| WHAT IS EXPECTED |
Filter the records, keeping every line that has the string "IngestError".
⟨
//! Edit commands shared by the command line and the interactive session.
//!
//! The same [`EditCommand`] enum is flattened into the binary's subcommands
//! (`oyster-timer glow 40`) and parsed from each line typed into a running
//! `watch` session (`glow 40`).

use std::fmt::Display;
use std::path::PathBuf;
use std::str::FromStr;

use chrono::{DateTime, TimeZone, Utc};
use clap::{Parser, Subcommand};
use oyster_core::{BackgroundKind, FontFamily, StylePreset};

use crate::application::edit_settings::{EditOutcome, PhotoIngestor, SettingsEditor};
use crate::application::settings_store::KeyValueStore;

/// One edit of the settings document.
///
/// Choice arguments parse with `FromStr` so unknown names are rejected; the
/// lenient `From<String>` conversions are for stored documents only.
#[derive(Debug, Clone, PartialEq, Eq, Subcommand)]
pub enum EditCommand {
    /// Set the pulled-at time from a local `YYYY-MM-DDTHH:MM` value.
    Set {
        /// Local date and time, e.g. `2024-01-15T09:30`.
        local: String,
    },

    /// Set the pulled-at time to now.
    Now,

    /// Clear the pulled-at time.
    Clear,

    /// Change the background.
    #[command(subcommand)]
    Bg(BackgroundCommand),

    /// Change the font size and family.
    Font {
        /// Scale in percent.
        #[arg(long, allow_negative_numbers = true)]
        scale: Option<i32>,
        /// `system`, `mono`, `serif`, or `round`.
        #[arg(long, value_parser = FontFamily::from_str)]
        family: Option<FontFamily>,
    },

    /// Pick a layout preset: `clean`, `dock`, or `bold`.
    Style {
        #[arg(value_parser = StylePreset::from_str)]
        preset: StylePreset,
    },

    /// Set glow intensity, 0–100.
    Glow {
        #[arg(allow_negative_numbers = true)]
        value: i32,
    },

    /// Change the title or the pulled-at label.
    Text {
        #[arg(long)]
        title: Option<String>,
        #[arg(long)]
        label: Option<String>,
    },

    /// Toggle display chrome.
    Display {
        #[arg(long)]
        borderless: Option<bool>,
        #[arg(long)]
        hide_header: Option<bool>,
        #[arg(long)]
        hide_pulled_at_line: Option<bool>,
    },

    /// Restore default settings, keeping the pulled-at time.
    Reset,
}

/// Background edits.
#[derive(Debug, Clone, PartialEq, Eq, Subcommand)]
pub enum BackgroundCommand {
    /// Switch the active background: `solid`, `gradient`, or `photo`.
    Type {
        #[arg(value_parser = BackgroundKind::from_str)]
        kind: BackgroundKind,
    },

    /// Set the solid colour.
    Solid { color: String },

    /// Set both gradient colours and optionally the angle.
    Gradient {
        a: String,
        b: String,
        #[arg(long, allow_negative_numbers = true)]
        angle: Option<i32>,
    },

    /// Set the gradient angle in degrees.
    Angle {
        #[arg(allow_negative_numbers = true)]
        degrees: i32,
    },

    /// Use an image file as the background photo.
    Photo { path: PathBuf },

    /// Remove the stored photo.
    RemovePhoto,
}

impl EditCommand {
    /// Applies the command through `editor`.
    ///
    /// Commands that set several fields apply them in order; the outcome of
    /// the last one is returned.  A command with nothing to change returns
    /// the current presentation with no status.
    pub async fn apply<S, Tz>(
        self,
        editor: &mut SettingsEditor<S, Tz>,
        ingestor: &dyn PhotoIngestor,
        now: DateTime<Utc>,
    ) -> EditOutcome
    where
        S: KeyValueStore,
        Tz: TimeZone,
        Tz::Offset: Display,
    {
        match self {
            Self::Set { local } => editor.save_pulled_at(&local),
            Self::Now => editor.set_pulled_at_now(now),
            Self::Clear => editor.clear_pulled_at(),
            Self::Bg(bg) => bg.apply(editor, ingestor).await,
            Self::Font { scale, family } => {
                let mut outcome = None;
                if let Some(scale) = scale {
                    outcome = Some(editor.set_font_scale(scale));
                }
                if let Some(family) = family {
                    outcome = Some(editor.set_font_family(family));
                }
                outcome.unwrap_or_else(|| editor.outcome(None))
            }
            Self::Style { preset } => editor.set_style_preset(preset),
            Self::Glow { value } => editor.set_glow(value),
            Self::Text { title, label } => {
                let mut outcome = None;
                if let Some(title) = title {
                    outcome = Some(editor.set_title(title));
                }
                if let Some(label) = label {
                    outcome = Some(editor.set_label(label));
                }
                outcome.unwrap_or_else(|| editor.outcome(None))
            }
            Self::Display {
                borderless,
                hide_header,
                hide_pulled_at_line,
            } => {
                if borderless.is_none() && hide_header.is_none() && hide_pulled_at_line.is_none() {
                    return editor.outcome(None);
                }
                let mut display = editor.document().display;
                display.borderless = borderless.unwrap_or(display.borderless);
                display.hide_header = hide_header.unwrap_or(display.hide_header);
                display.hide_pulled_at_line = hide_pulled_at_line.unwrap_or(display.hide_pulled_at_line);
                editor.set_display(display)
            }
            Self::Reset => editor.reset(),
        }
    }
}

impl BackgroundCommand {
    async fn apply<S, Tz>(self, editor: &mut SettingsEditor<S, Tz>, ingestor: &dyn PhotoIngestor) -> EditOutcome
    where
        S: KeyValueStore,
        Tz: TimeZone,
        Tz::Offset: Display,
    {
        match self {
            Self::Type { kind } => editor.set_background_kind(kind),
            Self::Solid { color } => editor.set_solid_color(color),
            Self::Gradient { a, b, angle } => {
                editor.set_gradient_a(a);
                let outcome = editor.set_gradient_b(b);
                match angle {
                    Some(degrees) => editor.set_gradient_angle(degrees),
                    None => outcome,
                }
            }
            Self::Angle { degrees } => editor.set_gradient_angle(degrees),
            Self::Photo { path } => editor.apply_photo(&path, ingestor).await,
            Self::RemovePhoto => editor.remove_photo(),
        }
    }
}

// ── Session line parsing ──────────────────────────────────────────────────────

/// A line typed into a running session.
#[derive(Debug, Clone, PartialEq, Eq, Subcommand)]
pub enum SessionCommand {
    #[command(flatten)]
    Edit(EditCommand),

    /// Print the current settings again.
    Show,

    /// Leave the session.
    #[command(visible_alias = "exit")]
    Quit,
}

#[derive(Debug, Parser)]
#[command(no_binary_name = true, disable_version_flag = true)]
struct SessionLine {
    #[command(subcommand)]
    command: SessionCommand,
}

/// Error type for [`parse_session_line`].
#[derive(Debug, thiserror::Error)]
pub enum LineError {
    #[error("unterminated quote")]
    UnterminatedQuote,

    /// Includes `help` requests; the message is clap's rendered text.
    #[error("{0}")]
    Usage(String),
}

/// Parses one session line.  Blank lines yield `Ok(None)`.
///
/// # Errors
///
/// Returns [`LineError`] for unbalanced quotes or arguments clap rejects.
pub fn parse_session_line(line: &str) -> Result<Option<SessionCommand>, LineError> {
    let words = split_words(line)?;
    if words.is_empty() {
        return Ok(None);
    }
    SessionLine::try_parse_from(words)
        .map(|parsed| Some(parsed.command))
        .map_err(|e| LineError::Usage(e.render().to_string()))
}

/// Splits on whitespace, honouring `'single'` and `"double"` quotes.
///
/// A backslash inside double quotes escapes the next character.
pub fn split_words(line: &str) -> Result<Vec<String>, LineError> {
    let mut words = Vec::new();
    let mut current = String::new();
    let mut in_word = false;
    let mut chars = line.chars();

    while let Some(c) = chars.next() {
        match c {
            '\'' => {
                in_word = true;
                loop {
                    match chars.next() {
                        Some('\'') => break,
                        Some(inner) => current.push(inner),
                        None => return Err(LineError::UnterminatedQuote),
                    }
                }
            }
            '"' => {
                in_word = true;
                loop {
                    match chars.next() {
                        Some('"') => break,
                        Some('\\') => match chars.next() {
                            Some(escaped) => current.push(escaped),
                            None => return Err(LineError::UnterminatedQuote),
                        },
                        Some(inner) => current.push(inner),
                        None => return Err(LineError::UnterminatedQuote),
                    }
                }
            }
            c if c.is_whitespace() => {
                if in_word {
                    words.push(std::mem::take(&mut current));
                    in_word = false;
                }
            }
            c => {
                in_word = true;
                current.push(c);
            }
        }
    }
    if in_word {
        words.push(current);
    }
    Ok(words)
}

// ── Tests ─────────────────────────────────────────────────────────────────────

#[cfg(test)]
mod tests {
    use super::*;
    use crate::application::edit_settings::IngestError;
    use crate::application::settings_store::SettingsStore;
    use crate::infrastructure::storage::key_value::MemoryKeyValueStore;
    use async_trait::async_trait;
    use std::path::Path;

    struct NoPhotos;

    #[async_trait]
    impl PhotoIngestor for NoPhotos {
        async fn ingest(&self, path: &Path) -> Result<String, IngestError> {
            Err(IngestError::Decode(format!("{} not available in tests", path.display())))
        }
    }

    fn editor() -> SettingsEditor<MemoryKeyValueStore, Utc> {
        SettingsEditor::open(SettingsStore::new(MemoryKeyValueStore::new()), Utc)
    }

    fn parse(line: &str) -> SessionCommand {
        parse_session_line(line).unwrap().expect("a command")
    }

    #[test]
    fn test_split_words_honours_quotes() {
        assert_eq!(
            split_words(r#"text --title "Tray 9" --label 'Opened at'"#).unwrap(),
            vec!["text", "--title", "Tray 9", "--label", "Opened at"]
        );
        assert_eq!(split_words(r#"text --title "say \"hi\"""#).unwrap()[2], r#"say "hi""#);
        assert_eq!(split_words("  ").unwrap(), Vec::<String>::new());
        assert_eq!(split_words(r#"text --title """#).unwrap()[2], "");
    }

    #[test]
    fn test_split_words_rejects_unterminated_quote() {
        assert!(matches!(split_words("text --title \"oops"), Err(LineError::UnterminatedQuote)));
    }

    #[test]
    fn test_parse_session_line_recognises_edits() {
        assert_eq!(parse("now"), SessionCommand::Edit(EditCommand::Now));
        assert_eq!(
            parse("glow -5"),
            SessionCommand::Edit(EditCommand::Glow { value: -5 })
        );
        assert_eq!(
            parse("bg type gradient"),
            SessionCommand::Edit(EditCommand::Bg(BackgroundCommand::Type {
                kind: BackgroundKind::Gradient
            }))
        );
        assert_eq!(
            parse("font --family MONO"),
            SessionCommand::Edit(EditCommand::Font {
                scale: None,
                family: Some(FontFamily::Mono)
            })
        );
    }

    #[test]
    fn test_parse_session_line_session_commands() {
        assert_eq!(parse("quit"), SessionCommand::Quit);
        assert_eq!(parse("exit"), SessionCommand::Quit);
        assert_eq!(parse("show"), SessionCommand::Show);
        assert_eq!(parse_session_line("   ").unwrap(), None);
    }

    #[test]
    fn test_parse_session_line_rejects_unknown_values() {
        let err = parse_session_line("style fancy").unwrap_err();
        assert!(matches!(err, LineError::Usage(msg) if msg.contains("fancy")));
    }

    #[tokio::test]
    async fn test_apply_font_sets_both_fields() {
        // Arrange
        let mut editor = editor();
        let cmd = EditCommand::Font {
            scale: Some(150),
            family: Some(FontFamily::Round),
        };

        // Act
        let outcome = cmd.apply(&mut editor, &NoPhotos, Utc::now()).await;

        // Assert
        assert_eq!(outcome.presentation.scale, 150);
        assert_eq!(editor.document().ui.font_family, FontFamily::Round);
    }

    #[tokio::test]
    async fn test_apply_display_changes_only_named_flags() {
        let mut editor = editor();
        EditCommand::Display {
            borderless: Some(true),
            hide_header: None,
            hide_pulled_at_line: None,
        }
        .apply(&mut editor, &NoPhotos, Utc::now())
        .await;

        let outcome = EditCommand::Display {
            borderless: None,
            hide_header: Some(true),
            hide_pulled_at_line: None,
        }
        .apply(&mut editor, &NoPhotos, Utc::now())
        .await;

        assert!(outcome.presentation.display.borderless);
        assert!(outcome.presentation.display.hide_header);
        assert!(!outcome.presentation.display.hide_pulled_at_line);
    }

    #[tokio::test]
    async fn test_apply_gradient_with_angle() {
        let mut editor = editor();

        EditCommand::Bg(BackgroundCommand::Gradient {
            a: "#111111".to_string(),
            b: "#222222".to_string(),
            angle: Some(45),
        })
        .apply(&mut editor, &NoPhotos, Utc::now())
        .await;
        let outcome = EditCommand::Bg(BackgroundCommand::Type {
            kind: BackgroundKind::Gradient,
        })
        .apply(&mut editor, &NoPhotos, Utc::now())
        .await;

        assert_eq!(
            outcome.presentation.background.image,
            "linear-gradient(45deg, #111111, #222222)"
        );
    }

    #[tokio::test]
    async fn test_apply_empty_text_command_changes_nothing() {
        let mut editor = editor();
        let before = editor.document().clone();

        let outcome = EditCommand::Text {
            title: None,
            label: None,
        }
        .apply(&mut editor, &NoPhotos, Utc::now())
        .await;

        assert_eq!(outcome.status, None);
        assert_eq!(*editor.document(), before);
    }
}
⟩
| OUTPUT FOR THIS EXERCISE |
    use crate::application::edit_settings::IngestError;
        async fn ingest(&self, path: &Path) -> Result<String, IngestError> {
            Err(IngestError::Decode(format!("{} not available in tests", path.display())))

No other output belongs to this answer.